In fact the people of India and Netaji lovers aver that the files relating to Netaji are not being opened because they contain information that would portray leaders like Jawaharlal Nehru and Indira Gandhi in poor light. In a way Kamal Pande's affidavit brought the cat out of the bag by pointing out that the files could not be declassified because it had annotations by ministers and officials. In other words the then home secretary was scared of what opinions Nehru and his mandarins had of Netaji. The revelations would adversely affect the image of Nehru and his close circle, and not of Netaji as Kamal Pande made out. It is also possible that the declassification of the files would bring out more instances of the government's eavesdropping on Netaji's relatives. Official sources also aver that intelligence officials in their various reports in the past have demonised Netaji and this would also become public. For instance intelligence reports claim that Bose never married Emilie Schenkl and she was just his live-in partner. More-over Netaji had a passionate affair with a lady politician from Bengal and later with someone in Burma. Most of them are based on hearsay and have no bearing with reality. These reports were just to character assassinate Subhas Bose and to portray him poorly vis-a-vis Congress politicians like Nehru who came to rule the country after Independence.

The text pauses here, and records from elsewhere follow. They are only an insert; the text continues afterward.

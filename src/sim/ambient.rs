//! Decorative background layer
//!
//! Clouds, butterflies and stars in screen space plus the background
//! colour. Nothing here affects gameplay; it is seeded so runs replay the
//! same way.

use glam::Vec2;
use rand::Rng;
use rand_pcg::Pcg32;
use serde::{Deserialize, Serialize};

use super::animation::{Animator, ClipId, ClipLibrary, Facing};
use super::course::Biome;
use crate::tuning::Tuning;

pub type Rgb = [u8; 3];

/// Sky over the grass biome
pub const FRESH_AIR: Rgb = [166, 231, 255];
pub const ICE_NIGHT: Rgb = [0, 51, 96];
pub const OBSIDIAN_NIGHT: Rgb = [20, 20, 20];

const CLOUD_SPEED: f32 = -20.0;
const BUTTERFLY_SPEED: f32 = -35.0;
const CLOUD_DROP: f32 = 200.0;
const STAR_MARGIN: f32 = 10.0;
/// On-screen widths of the decorative sprites
const CLOUD_WIDTH: f32 = 256.0;
const BUTTERFLY_WIDTH: f32 = 32.0;
const STAR_WIDTH: f32 = 8.0;

/// `steps` colours from `start` to `end` inclusive, channels truncated
pub fn gradient(start: Rgb, end: Rgb, steps: usize) -> Vec<Rgb> {
    match steps {
        0 => Vec::new(),
        1 => vec![end],
        _ => {
            let span = (steps - 1) as f32;
            (0..steps)
                .map(|i| {
                    let t = i as f32;
                    std::array::from_fn(|c| {
                        let from = f32::from(start[c]);
                        (from + (f32::from(end[c]) - from) * t / span) as u8
                    })
                })
                .collect()
        }
    }
}

#[derive(Debug, Clone, Copy, PartialEq, Eq, Serialize, Deserialize)]
pub enum DecorKind {
    Cloud { variant: u8 },
    Butterfly { variant: u8 },
    IceStar { scale: u8 },
    /// Blinking star
    ObsidianStar { scale: u8 },
}

#[derive(Debug, Clone, Copy, PartialEq, Serialize, Deserialize)]
pub struct Decoration {
    pub kind: DecorKind,
    /// Centre in screen pixels
    pub pos: Vec2,
    pub vel_x: f32,
    pub width: f32,
    pub animator: Option<Animator>,
}

impl Decoration {
    #[inline]
    pub fn right(&self) -> f32 {
        self.pos.x + self.width / 2.0
    }

    fn clip(&self) -> Option<ClipId> {
        match self.kind {
            DecorKind::Butterfly { .. } => Some(ClipId::Butterfly),
            DecorKind::ObsidianStar { .. } => Some(ClipId::StarBlink),
            _ => None,
        }
    }
}

/// Background colour, decorations and the star pools
#[derive(Debug, Clone)]
pub struct Ambient {
    pub background: Rgb,
    pub decorations: Vec<Decoration>,
    ice_stars: Vec<Decoration>,
    obsidian_stars: Vec<Decoration>,
    /// Colours still to apply, next one last
    pending_colours: Vec<Rgb>,
    viewport: Vec2,
    rng: Pcg32,
}

impl Ambient {
    /// Prepare the star pools up front
    pub fn new(tuning: &Tuning, mut rng: Pcg32) -> Self {
        let viewport = Vec2::new(tuning.viewport_width, tuning.viewport_height);
        let ice_stars = (0..tuning.ice_star_count)
            .map(|_| {
                let scale = rng.random_range(1..=3);
                star(DecorKind::IceStar { scale }, random_star_pos(&mut rng, viewport), scale, None)
            })
            .collect();
        let obsidian_stars = (0..tuning.obsidian_star_count)
            .map(|_| {
                let scale = rng.random_range(1..=2);
                let pos = random_star_pos(&mut rng, viewport);
                star(DecorKind::ObsidianStar { scale }, pos, scale, Some(Animator::default()))
            })
            .collect();
        Self {
            background: FRESH_AIR,
            decorations: Vec::new(),
            ice_stars,
            obsidian_stars,
            pending_colours: Vec::new(),
            viewport,
            rng,
        }
    }

    /// New cloud entering at the right screen edge
    pub fn spawn_cloud(&mut self) {
        let variant = self.rng.random_range(1..=3);
        self.decorations.push(Decoration {
            kind: DecorKind::Cloud { variant },
            pos: Vec2::new(self.viewport.x + CLOUD_WIDTH / 2.0, self.viewport.y - CLOUD_DROP),
            vel_x: CLOUD_SPEED,
            width: CLOUD_WIDTH,
            animator: None,
        });
    }

    pub fn spawn_butterfly(&mut self) {
        let variant = self.rng.random_range(1..=3);
        let drop = self.rng.random_range(350..=500) as f32;
        self.decorations.push(Decoration {
            kind: DecorKind::Butterfly { variant },
            pos: Vec2::new(self.viewport.x + BUTTERFLY_WIDTH / 2.0, self.viewport.y - drop),
            vel_x: BUTTERFLY_SPEED,
            width: BUTTERFLY_WIDTH,
            animator: Some(Animator::default()),
        });
    }

    /// Move up to `count` stars of the biome's pool onto the screen.
    ///
    /// An exhausted pool adds nothing. Returns how many were added.
    pub fn add_stars(&mut self, biome: Biome, count: usize) -> usize {
        let pool = match biome {
            Biome::Ice => &mut self.ice_stars,
            Biome::Obsidian => &mut self.obsidian_stars,
            _ => return 0,
        };
        let take = count.min(pool.len());
        let start = pool.len() - take;
        self.decorations.extend(pool.drain(start..).rev());
        take
    }

    pub fn remaining_stars(&self, biome: Biome) -> usize {
        match biome {
            Biome::Ice => self.ice_stars.len(),
            Biome::Obsidian => self.obsidian_stars.len(),
            _ => 0,
        }
    }

    /// Begin a background transition and clear the current decorations.
    ///
    /// The first colour is the current sky, so it is skipped.
    pub fn start_gradient(&mut self, from: Rgb, to: Rgb, steps: usize) {
        let mut colours = gradient(from, to, steps);
        colours.reverse();
        colours.pop();
        self.pending_colours = colours;
        self.decorations.clear();
    }

    /// Apply the next transition colour. False once the transition is done.
    pub fn gradient_step(&mut self) -> bool {
        match self.pending_colours.pop() {
            Some(colour) => {
                self.background = colour;
                true
            }
            None => false,
        }
    }

    /// Scroll and animate decorations, dropping the ones that left the screen
    pub fn update(&mut self, dt: f32, clips: &ClipLibrary) {
        for decoration in &mut self.decorations {
            decoration.pos.x += decoration.vel_x * dt;
            let Some(clip) = decoration.clip() else {
                continue;
            };
            if let (Some(animator), Some(def)) = (decoration.animator.as_mut(), clips.get(clip)) {
                animator.advance(clip, def, Facing::Right, dt);
            }
        }
        self.decorations.retain(|d| d.right() >= 0.0);
    }
}

fn random_star_pos(rng: &mut Pcg32, viewport: Vec2) -> Vec2 {
    Vec2::new(
        rng.random_range(STAR_MARGIN..=viewport.x - STAR_MARGIN),
        rng.random_range(STAR_MARGIN..=viewport.y - STAR_MARGIN),
    )
}

fn star(kind: DecorKind, pos: Vec2, scale: u8, animator: Option<Animator>) -> Decoration {
    Decoration {
        kind,
        pos,
        vel_x: 0.0,
        width: STAR_WIDTH * f32::from(scale),
        animator,
    }
}

#[cfg(test)]
mod tests {
    use super::*;
    use rand::SeedableRng;

    fn ambient() -> Ambient {
        Ambient::new(&Tuning::default(), Pcg32::seed_from_u64(5))
    }

    #[test]
    fn test_gradient_endpoints() {
        let colours = gradient(FRESH_AIR, ICE_NIGHT, 30);
        assert_eq!(colours.len(), 30);
        assert_eq!(colours[0], FRESH_AIR);
        assert_eq!(colours[29], ICE_NIGHT);
    }

    #[test]
    fn test_gradient_steps_then_stops() {
        let mut a = ambient();
        a.spawn_cloud();
        a.start_gradient(FRESH_AIR, ICE_NIGHT, 30);
        assert!(a.decorations.is_empty());
        let mut steps = 0;
        while a.gradient_step() {
            steps += 1;
        }
        assert_eq!(steps, 29);
        assert_eq!(a.background, ICE_NIGHT);
        assert!(!a.gradient_step());
    }

    #[test]
    fn test_star_pools_exhaust_quietly() {
        let mut a = ambient();
        let mut added = 0;
        for _ in 0..15 {
            added += a.add_stars(Biome::Obsidian, 2);
        }
        assert_eq!(added, 20);
        assert_eq!(a.remaining_stars(Biome::Obsidian), 0);
        assert_eq!(a.add_stars(Biome::Obsidian, 2), 0);
        assert_eq!(a.add_stars(Biome::Grass, 2), 0);
        assert_eq!(a.remaining_stars(Biome::Ice), 100);
    }

    #[test]
    fn test_stars_inside_viewport() {
        let mut a = ambient();
        a.add_stars(Biome::Ice, 100);
        for star in &a.decorations {
            assert!((10.0..=1910.0).contains(&star.pos.x));
            assert!((10.0..=1070.0).contains(&star.pos.y));
        }
    }

    #[test]
    fn test_clouds_drift_off_screen() {
        let mut a = ambient();
        a.spawn_cloud();
        a.spawn_butterfly();
        let clips = ClipLibrary::standard();
        let cloud = a.decorations[0];
        assert_eq!(cloud.pos.y, 880.0);
        assert!((cloud.pos.x - cloud.width / 2.0 - 1920.0).abs() < 1e-3);
        let butterfly = a.decorations[1];
        assert!((580.0..=730.0).contains(&butterfly.pos.y));

        // butterfly needs ~56 s to cross, cloud ~109 s
        for _ in 0..60 {
            a.update(1.0, &clips);
        }
        assert_eq!(a.decorations.len(), 1);
        for _ in 0..60 {
            a.update(1.0, &clips);
        }
        assert!(a.decorations.is_empty());
    }
}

That is why Netaji's family members and other Netaji lovers (and there are innumerable such people) feel that Narendra Modi has no vested interest and will not go back on his promise to declassify the relevant files. A small step was taken by the government in this matter in mid-April after a ruckus was created when the contents of two declassified files revealed that Netaji's kin had been being tailed for twenty long years. An inter-ministerial committee headed by the Cabinet Secretary was set up to review the Netaji files and their contents in the light of the Official Secrets Act. The Committee will decide whether these files can be opened up and will start the process on 23 January 2016. Incidentally the rules specify that files can be declassified after thirty years. This means that files earlier than 1985 can be declassified.

The million dollar question : will the committee recommend declassi-fication? But a word of caution : declassification of the files may illustrate in detail the attitude of successive Indian regimes towards Netaji but may not throw light on his whereabouts. A former top official of the intelligence department who served for four decades in both the IB and RAW says that all that may be found in the files would be cross-references to what is contained in files in other countries like Japan, United Kingdom and perhaps the Soviet Union.